Ohne Heizung, Strom, Wasser
Lage in Ukraine spitzt sich wegen Frost bis minus 17 Grad und russischer Angriffe auf Energieversorgung zu

In der Ukraine spitzt sich die Lage aufgrund der russischen Angriffe und des Wetters zu.

    Zwei Krankenwagen im Schnee in Kiew.
    Bürgermeister Klitschko empfiehlt Kiewern, die Stadt auf der Suche nach einem warmen Platz vorübergehend zu verlassen. (picture alliance / Photoshot)
    In Kiew und anderen Städten müssen Menschen bei bis zu 17 Grad Frost ohne Heizung, Strom und Wasser auskommen. Den Angaben zufolge sind in der Hauptstadt 6.000 Wohnblocks betroffen. Bürgermeister Klitschko sprach von den bisher schlimmsten Schäden an der Infrastruktur in fast vier Jahren Krieg.
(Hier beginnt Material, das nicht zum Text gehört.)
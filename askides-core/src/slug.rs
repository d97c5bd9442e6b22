//! Slug derivation and validation.
//!
//! A slug is the article's path relative to the content root, joined with
//! `/` and without the file extension: `<root>/tech/foo.mdx` is `tech/foo`
//! on every platform.

use std::path::{Component, Path, PathBuf};
use thiserror::Error;

/// A slug that cannot name a file inside the content root
#[derive(Error, Debug, Clone, PartialEq, Eq)]
pub enum InvalidSlug {
    #[error("empty slug")]
    Empty,

    #[error("invalid path component in slug: {0}")]
    Component(String),

    #[error("slug escapes the content root: {0}")]
    OutsideRoot(String),
}

/// Derive the slug of `path`, a file somewhere under `root`.
///
/// Returns `None` when `path` is not under `root`.
pub fn slug_from_path(root: &Path, path: &Path) -> Option<String> {
    path.strip_prefix(root).ok().and_then(slug_from_rel)
}

/// Derive the slug of a path relative to the content root.
pub fn slug_from_rel(rel: &Path) -> Option<String> {
    let rel = rel.with_extension("");

    let parts: Vec<String> = rel
        .components()
        .filter_map(|comp| match comp {
            Component::Normal(s) => Some(s.to_string_lossy().into_owned()),
            _ => None,
        })
        .collect();

    if parts.is_empty() {
        None
    } else {
        Some(parts.join("/"))
    }
}

/// Turn a slug into a relative file path with `extension`.
///
/// Only plain path segments are accepted; `..`, absolute paths, drive
/// prefixes and empty slugs are rejected.
pub fn slug_to_rel(slug: &str, extension: &str) -> Result<PathBuf, InvalidSlug> {
    let mut clean = PathBuf::new();

    for segment in slug.split(['/', '\\']) {
        match segment {
            "" | "." => continue,
            ".." => return Err(InvalidSlug::Component(segment.to_string())),
            _ => {}
        }

        // A single segment must still be one normal component on this host
        let mut components = Path::new(segment).components();
        match (components.next(), components.next()) {
            (Some(Component::Normal(s)), None) => clean.push(s),
            _ => return Err(InvalidSlug::Component(segment.to_string())),
        }
    }

    if clean.as_os_str().is_empty() {
        return Err(InvalidSlug::Empty);
    }

    let mut file_name = clean
        .file_name()
        .map(|name| name.to_os_string())
        .ok_or(InvalidSlug::Empty)?;
    file_name.push(".");
    file_name.push(extension);
    clean.set_file_name(file_name);

    Ok(clean)
}

#[cfg(test)]
mod tests {
    use super::*;

    #[test]
    fn test_slug_from_nested_path() {
        let root = Path::new("/srv/articles");
        assert_eq!(
            slug_from_path(root, &root.join("tech").join("foo.mdx")),
            Some("tech/foo".to_string())
        );
        assert_eq!(
            slug_from_path(root, &root.join("hello-world.mdx")),
            Some("hello-world".to_string())
        );
    }

    #[test]
    fn test_slug_only_strips_last_extension() {
        let root = Path::new("/srv/articles");
        assert_eq!(
            slug_from_path(root, &root.join("v1.2-release.mdx")),
            Some("v1.2-release".to_string())
        );
    }

    #[test]
    fn test_slug_outside_root() {
        assert_eq!(
            slug_from_path(Path::new("/srv/articles"), Path::new("/etc/passwd")),
            None
        );
    }

    #[test]
    fn test_slug_to_rel() {
        assert_eq!(
            slug_to_rel("tech/foo", "mdx").unwrap(),
            Path::new("tech").join("foo.mdx")
        );
        assert_eq!(
            slug_to_rel("/hello/", "mdx").unwrap(),
            PathBuf::from("hello.mdx")
        );
        assert_eq!(
            slug_to_rel("v1.2-release", "mdx").unwrap(),
            PathBuf::from("v1.2-release.mdx")
        );
    }

    #[test]
    fn test_slug_to_rel_rejects_traversal() {
        assert_eq!(
            slug_to_rel("../secret", "mdx"),
            Err(InvalidSlug::Component("..".into()))
        );
        assert_eq!(
            slug_to_rel("tech/../../etc/passwd", "mdx"),
            Err(InvalidSlug::Component("..".into()))
        );
        assert_eq!(
            slug_to_rel("tech\\..\\secret", "mdx"),
            Err(InvalidSlug::Component("..".into()))
        );
    }

    #[test]
    fn test_slug_to_rel_rejects_empty() {
        assert_eq!(slug_to_rel("", "mdx"), Err(InvalidSlug::Empty));
        assert_eq!(slug_to_rel("/./", "mdx"), Err(InvalidSlug::Empty));
    }
}
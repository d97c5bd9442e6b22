//! HTML pages.

use anyhow::Context;
use askama::Template;
use axum::{
    extract::{Path, State},
    http::{header, StatusCode},
    response::{Html, IntoResponse, Response},
};
use axum_extra::extract::cookie::SignedCookieJar;

use askides_core::{Config, MetadataOptions};
use askides_render::{ArticleTemplate, IndexTemplate, NotFoundTemplate};

use crate::{error::AppError, server::AppState};

/// Landing page: intro, stories and any flashed session values
pub async fn index(
    State(state): State<AppState>,
    jar: SignedCookieJar,
) -> Result<impl IntoResponse, AppError> {
    let articles = state.articles.clone();
    let stories = tokio::task::spawn_blocking(move || articles.list_articles()).await??;

    let mut session = state.sessions.retrieve(&jar);
    let message = session.take_message();
    let error = session.take_error();

    let site = &state.config.site;
    let metadata = state
        .metadata
        .build(&site.title, &site.description, &MetadataOptions::default());
    let html = IndexTemplate::new(&state.config, &metadata, &stories, message, error)
        .render()
        .context("rendering index page")?;

    let jar = state.sessions.commit(jar, &session);
    Ok((jar, Html(html)))
}

pub async fn article(
    State(state): State<AppState>,
    Path(slug): Path<String>,
) -> Result<Response, AppError> {
    let articles = state.articles.clone();
    let article = tokio::task::spawn_blocking(move || articles.get_article(&slug)).await??;

    let Some(article) = article else {
        return not_found_page(&state.config);
    };

    let metadata = state.metadata.build(
        article.title(),
        article.description(),
        &MetadataOptions::canonical(article.preview.url()),
    );
    let html = ArticleTemplate::new(&state.config, &metadata, &article)
        .render()
        .context("rendering article page")?;

    Ok(Html(html).into_response())
}

/// Old `/articles/<path>` URLs moved to `/s/<name>`
pub async fn legacy_article(Path(slug): Path<String>) -> Result<Response, AppError> {
    let name = slug
        .rsplit('/')
        .next()
        .filter(|name| !name.is_empty())
        .ok_or(AppError::NotFound)?;

    Ok(found(&format!("/s/{}", urlencoding::encode(name))))
}

pub async fn not_found(State(state): State<AppState>) -> Result<Response, AppError> {
    not_found_page(&state.config)
}

fn not_found_page(config: &Config) -> Result<Response, AppError> {
    let html = NotFoundTemplate::new(config)
        .render()
        .context("rendering 404 page")?;
    Ok((StatusCode::NOT_FOUND, Html(html)).into_response())
}

/// 302 to `location`
pub(crate) fn found(location: &str) -> Response {
    (StatusCode::FOUND, [(header::LOCATION, location.to_string())]).into_response()
}
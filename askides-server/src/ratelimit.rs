//! Per-client rate limiting for the subscription endpoint.
//!
//! Uses a token bucket per client address with configurable burst and
//! refill rates.

use std::collections::HashMap;
use std::convert::Infallible;
use std::net::{IpAddr, SocketAddr};
use std::sync::Arc;
use std::time::{Duration, Instant};

use axum::extract::{ConnectInfo, FromRef, FromRequestParts};
use axum::http::request::Parts;
use tokio::sync::RwLock;

/// Rate limiter configuration
#[derive(Debug, Clone)]
pub struct RateLimitConfig {
    /// Maximum burst size (bucket capacity)
    pub burst: u32,
    /// Tokens refilled per second
    pub refill_rate: f64,
    /// Whether rate limiting is enabled
    pub enabled: bool,
    /// Key clients by the first `X-Forwarded-For` hop instead of the peer
    /// address. Only safe behind a proxy that overwrites the header.
    pub trust_forwarded_for: bool,
}

impl Default for RateLimitConfig {
    fn default() -> Self {
        Self {
            burst: 5,
            refill_rate: 0.1,
            enabled: true,
            trust_forwarded_for: false,
        }
    }
}

/// A token bucket for a single client
struct Bucket {
    tokens: f64,
    last_refill: Instant,
}

impl Bucket {
    fn new(capacity: u32) -> Self {
        Self {
            tokens: f64::from(capacity),
            last_refill: Instant::now(),
        }
    }

    /// Try to consume one token. Returns true if allowed.
    fn try_consume(&mut self, config: &RateLimitConfig) -> bool {
        let now = Instant::now();
        let elapsed = now.duration_since(self.last_refill).as_secs_f64();
        self.tokens = (self.tokens + elapsed * config.refill_rate).min(f64::from(config.burst));
        self.last_refill = now;

        if self.tokens >= 1.0 {
            self.tokens -= 1.0;
            true
        } else {
            false
        }
    }

    /// Time until next token is available
    fn time_until_available(&self, refill_rate: f64) -> Duration {
        if self.tokens >= 1.0 {
            Duration::ZERO
        } else if refill_rate <= 0.0 {
            // Never refills; report an hour so Retry-After stays meaningful
            Duration::from_secs(3600)
        } else {
            Duration::from_secs_f64((1.0 - self.tokens) / refill_rate)
        }
    }
}

/// Per-client rate limiter
#[derive(Clone)]
pub struct RateLimiter {
    config: RateLimitConfig,
    buckets: Arc<RwLock<HashMap<IpAddr, Bucket>>>,
}

impl RateLimiter {
    pub fn new(config: RateLimitConfig) -> Self {
        Self {
            config,
            buckets: Arc::new(RwLock::new(HashMap::new())),
        }
    }

    pub fn trusts_forwarded_for(&self) -> bool {
        self.config.trust_forwarded_for
    }

    /// Check if a request from `client` is allowed.
    /// Returns Ok(()) if allowed, Err(retry_after) if rate limited.
    /// Requests with no known address share one bucket.
    pub async fn check(&self, client: Option<IpAddr>) -> Result<(), Duration> {
        if !self.config.enabled {
            return Ok(());
        }

        let key = client.unwrap_or(IpAddr::from([0, 0, 0, 0]));
        let mut buckets = self.buckets.write().await;
        let bucket = buckets
            .entry(key)
            .or_insert_with(|| Bucket::new(self.config.burst));

        if bucket.try_consume(&self.config) {
            Ok(())
        } else {
            Err(bucket.time_until_available(self.config.refill_rate))
        }
    }

    /// Drop buckets that have not been touched for `max_age`.
    pub async fn cleanup(&self, max_age: Duration) {
        let mut buckets = self.buckets.write().await;
        let now = Instant::now();
        buckets.retain(|_, bucket| now.duration_since(bucket.last_refill) < max_age);
    }

    /// Periodically run `cleanup` for as long as the process lives.
    pub fn spawn_cleanup(&self, every: Duration) {
        let limiter = self.clone();
        tokio::spawn(async move {
            let mut ticker = tokio::time::interval(every);
            loop {
                ticker.tick().await;
                limiter.cleanup(every).await;
            }
        });
    }
}

impl Default for RateLimiter {
    fn default() -> Self {
        Self::new(RateLimitConfig::default())
    }
}

/// Client address: the peer address of the connection, or the first
/// `X-Forwarded-For` hop when the limiter is configured to trust it.
#[derive(Debug, Clone, Copy)]
pub struct ClientAddr(pub Option<IpAddr>);

impl ClientAddr {
    fn from_parts(parts: &Parts, trust_forwarded_for: bool) -> Self {
        let forwarded = trust_forwarded_for
            .then(|| parts.headers.get("x-forwarded-for"))
            .flatten()
            .and_then(|v| v.to_str().ok())
            .and_then(|v| v.split(',').next())
            .and_then(|v| v.trim().parse::<IpAddr>().ok());

        let peer = parts
            .extensions
            .get::<ConnectInfo<SocketAddr>>()
            .map(|ConnectInfo(addr)| addr.ip());

        ClientAddr(forwarded.or(peer))
    }
}

impl<S> FromRequestParts<S> for ClientAddr
where
    RateLimiter: FromRef<S>,
    S: Send + Sync,
{
    type Rejection = Infallible;

    async fn from_request_parts(parts: &mut Parts, state: &S) -> Result<Self, Self::Rejection> {
        let trust = RateLimiter::from_ref(state).trusts_forwarded_for();
        Ok(ClientAddr::from_parts(parts, trust))
    }
}

#[cfg(test)]
mod tests {
    use super::*;

    fn ip(last: u8) -> Option<IpAddr> {
        Some(IpAddr::from([10, 0, 0, last]))
    }

    #[tokio::test]
    async fn test_rate_limiter_allows_burst() {
        let limiter = RateLimiter::new(RateLimitConfig {
            burst: 3,
            refill_rate: 1.0,
            enabled: true,
            trust_forwarded_for: false,
        });

        assert!(limiter.check(ip(1)).await.is_ok());
        assert!(limiter.check(ip(1)).await.is_ok());
        assert!(limiter.check(ip(1)).await.is_ok());

        let retry_after = limiter.check(ip(1)).await.unwrap_err();
        assert!(retry_after <= Duration::from_secs(1));
    }

    #[tokio::test]
    async fn test_rate_limiter_separate_clients() {
        let limiter = RateLimiter::new(RateLimitConfig {
            burst: 1,
            refill_rate: 0.1,
            enabled: true,
            trust_forwarded_for: false,
        });

        assert!(limiter.check(ip(1)).await.is_ok());
        assert!(limiter.check(ip(2)).await.is_ok());
        assert!(limiter.check(ip(1)).await.is_err());
    }

    #[tokio::test]
    async fn test_rate_limiter_without_refill() {
        let limiter = RateLimiter::new(RateLimitConfig {
            burst: 1,
            refill_rate: 0.0,
            enabled: true,
            trust_forwarded_for: false,
        });

        assert!(limiter.check(None).await.is_ok());
        assert_eq!(
            limiter.check(None).await,
            Err(Duration::from_secs(3600))
        );
    }

    #[tokio::test]
    async fn test_rate_limiter_disabled() {
        let limiter = RateLimiter::new(RateLimitConfig {
            burst: 1,
            refill_rate: 0.0,
            enabled: false,
            trust_forwarded_for: false,
        });

        for _ in 0..100 {
            assert!(limiter.check(ip(1)).await.is_ok());
        }
    }

    #[tokio::test]
    async fn test_cleanup_forgets_idle_clients() {
        let limiter = RateLimiter::new(RateLimitConfig {
            burst: 1,
            refill_rate: 0.0,
            enabled: true,
            trust_forwarded_for: false,
        });

        assert!(limiter.check(ip(1)).await.is_ok());
        assert!(limiter.check(ip(1)).await.is_err());

        limiter.cleanup(Duration::ZERO).await;
        assert!(limiter.check(ip(1)).await.is_ok());
    }

    fn request_parts(forwarded: &str, peer: [u8; 4]) -> Parts {
        let (mut parts, ()) = axum::http::Request::builder()
            .header("x-forwarded-for", forwarded)
            .body(())
            .unwrap()
            .into_parts();
        parts
            .extensions
            .insert(ConnectInfo(SocketAddr::from((peer, 4000))));
        parts
    }

    #[test]
    fn test_client_addr_ignores_forwarded_for_by_default() {
        let parts = request_parts("203.0.113.7, 10.0.0.1", [192, 0, 2, 1]);

        let ClientAddr(client) = ClientAddr::from_parts(&parts, false);
        assert_eq!(client, Some(IpAddr::from([192, 0, 2, 1])));
    }

    #[test]
    fn test_client_addr_uses_first_hop_when_trusted() {
        let parts = request_parts("203.0.113.7, 10.0.0.1", [192, 0, 2, 1]);

        let ClientAddr(client) = ClientAddr::from_parts(&parts, true);
        assert_eq!(client, Some(IpAddr::from([203, 0, 113, 7])));

        // Garbage falls back to the peer
        let parts = request_parts("not-an-ip", [192, 0, 2, 1]);
        let ClientAddr(client) = ClientAddr::from_parts(&parts, true);
        assert_eq!(client, Some(IpAddr::from([192, 0, 2, 1])));
    }
}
Präsident Selenskyj sagte, Russland versuche mit schweren Luftangriffen mitten im Winter, die großen Städte unbewohnbar zu machen.
    Auch in Russland sind zahlreiche Menschen bei Eiseskälte ohne Heizung, Strom und Wasser. Nach einem ukrainischen Raketenangriff seien in der Grenzregion Belgorod 600.000 Einwohner von der Versorgung abgeschnitten, teilte Gouverneur Gladkow mit.
    Diese Nachricht wurde am 10.01.2026 im Programm Deutschlandfunk gesendet.